The L-1 New Office Visa is for managers and executives that work for a company abroad (including small businesses), but are entering the U.S. to open a new branch, affiliate, or subsidiary company.  As prerequisites: the L-1 worker must have spent at least one continuous year out of the preceding three years working for the affiliated company outside of the U.S.; physical premises must have been secured by the company for the new office; and within one year the U.S. enterprise should be able to support an executive or managerial position. The status is granted for a one year period, after which the company must demonstrate that it is doing business in order for the petition and worker’s stay to be extended further (capped at a maximum of seven years in L-1 status).

The H-1B Visa is the “workhorse” of the U.S. temporary worker system, and allots for 65,000 new professional worker visas for individuals with at least a Bachelor’s Degree annually.
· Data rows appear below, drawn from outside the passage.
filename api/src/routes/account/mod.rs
//! Account route handlers
//!
//! - `POST /register` creates an account
//! - `POST /login` exchanges credentials for a token
//! - `GET /profile` and `PUT /profile` read and overwrite the profile of
//!   the account named by the bearer token

pub mod login;
pub mod profile;
pub mod register;

use std::sync::Arc;

use us_core::repositories::AccountStore;
use us_core::services::AuthenticationService;

/// Application state that holds shared services
pub struct AppState<S>
where
    S: AccountStore,
{
    pub auth_service: Arc<AuthenticationService<S>>,
}

impl<S: AccountStore> AppState<S> {
    pub fn new(auth_service: Arc<AuthenticationService<S>>) -> Self {
        Self { auth_service }
    }
}
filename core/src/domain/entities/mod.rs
//! Domain entities representing core business objects.

pub mod account;
pub mod token;

// Re-export commonly used types
pub use account::{Account, AccountId, LoginCounter, Profile};
pub use token::{Claims, TokenPayload, DEFAULT_TOKEN_TTL_HOURS};
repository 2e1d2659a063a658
//! Tests for authentication service

#[cfg(test)]
mod service_tests;
//! Account identifier generator configuration

use serde::{Deserialize, Serialize};

/// Settings for the snowflake identifier generator
#[derive(Debug, Clone, Default, Deserialize, Serialize)]
pub struct IdentityConfig {
    /// Node discriminant (0-1023); picked at random on startup when unset
    #[serde(default)]
    pub node_id: Option<u16>,
}

impl IdentityConfig {
    /// Create from the `NODE_ID` environment variable
    pub fn from_env() -> Self {
        Self {
            node_id: std::env::var("NODE_ID")
                .ok()
                .and_then(|value| value.trim().parse().ok()),
        }
    }
}
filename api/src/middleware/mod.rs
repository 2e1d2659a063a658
pub mod auth;

pub use auth::AuthorizationHeader;
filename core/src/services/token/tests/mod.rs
mod rs256_tests;
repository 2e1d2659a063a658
//! Password hashing with bcrypt

mod hasher;

pub use hasher::{CredentialHasher, MIN_COST};
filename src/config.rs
// File: config.rs
// SPDX-License-Identifier: MIT OR Apache-2.0
//
// Copyright (c) 2023-2025
// - Volker Schwaberow <volker@schwaberow.de>

use std::time::Duration;

use crate::error::ConfigError;
use crate::report::OutputFormat;

pub const DEFAULT_RATE: usize = 1;
pub const DEFAULT_DELAY_MS: u64 = 1000;
pub const DEFAULT_MARKER: &str = "swagnito";

/// Run configuration. Built once at startup and never mutated afterwards.
#[derive(Debug, Clone, PartialEq, Eq)]
pub struct ConfigParameter {
    rate: usize,
    delay: u64,
    reflect: String,
    format: OutputFormat,
    color: bool,
}

impl ConfigParameter {
    pub fn new(rate: usize, delay: u64, reflect: impl Into<String>) -> Result<Self, ConfigError> {
        let reflect = reflect.into();
        if rate == 0 {
            return Err(ConfigError::ZeroRate);
        }
        if reflect.is_empty() {
            return Err(ConfigError::EmptyMarker);
        }
        Ok(Self {
            rate,
            delay,
            reflect,
            format: OutputFormat::Text,
            color: true,
        })
    }

    pub fn with_format(mut self, format: OutputFormat) -> Self {
        self.format = format;
        self
    }

    pub fn with_color(mut self, color: bool) -> Self {
        self.color = color;
        self
    }

    /// Number of URLs that may sit in the queue ahead of the dispatcher.
    pub fn rate(&self) -> usize {
        self.rate
    }

    /// Delay between two feed emissions, in milliseconds.
    pub fn delay(&self) -> u64 {
        self.delay
    }

    pub fn delay_duration(&self) -> Duration {
        Duration::from_millis(self.delay)
    }

    pub fn reflect(&self) -> &str {
        &self.reflect
    }

    pub fn format(&self) -> OutputFormat {
        self.format
    }

    pub fn color(&self) -> bool {
        self.color
    }
}

impl Default for ConfigParameter {
    fn default() -> Self {
        Self {
            rate: DEFAULT_RATE,
            delay: DEFAULT_DELAY_MS,
            reflect: DEFAULT_MARKER.to_string(),
            format: OutputFormat::Text,
            color: true,
        }
    }
}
An additional 20,000 such visas are allocated to graduates of U.S. Master’s Degree programs.  H-1B status is generally valid for six years, issued in two three-year terms. In addition to proving the position’s merit as a specialty occupation and the employee’s qualifications, H-1Bs for small businesses and start-ups face additional scrutiny due to the nature and size of the petitioner businesses.  Small businesses seeking to hire qualifying H-1B workers often run into Requests for Evidence “RFEs” from USCIS challenging whether an otherwise eligible H-1B position would include non-professional clerical or administrative work due to the size of the company.

In addition to meeting all other H-1B requirements, small business owners desiring to self-petition for H-1B status must also show an employer-employee relationship to qualify—meaning the company must have the right to control the owner’s employment.  An external check on the employee’s authority must be proven, whether this is through a Board of Directors with the ability to control the beneficiary’s employment or possibly through the control of other investors or preferred shareholders. As business structure is a critical component of a self-employment H-1B, it is imperative that in addition to enlisting the assistance of a qualified immigration attorney, the entrepreneur-H-1B works with corporate counsel or an accountant.

While E-2, L-1 and H-1B options are the primary vehicles for entrepreneurs to develop their business in the U.S., activities prior to applying for a visa or change of status must also be carefully considered.  If the individual is in the U.S. on a B-2, F-1, or J-1 visa, the permissible pre-launch business activities are limited and could result in a violation of status.  Conversely, the B-1 Business Visitor visa does permit the holder to perform tasks consistent with forming a company, inclusive of: consulting with clients and business contacts, site visits to premises, negotiating contracts and engaging in other limited non-work activities.

The options available to immigrant entrepreneurs and workers in the U.S. are varied.  Before undertaking what for many is the adventure and risk of a lifetime, be sure to enlist the experience of a Board Certified Immigration Attorney to help understand and navigate the complexities of business and investment visas.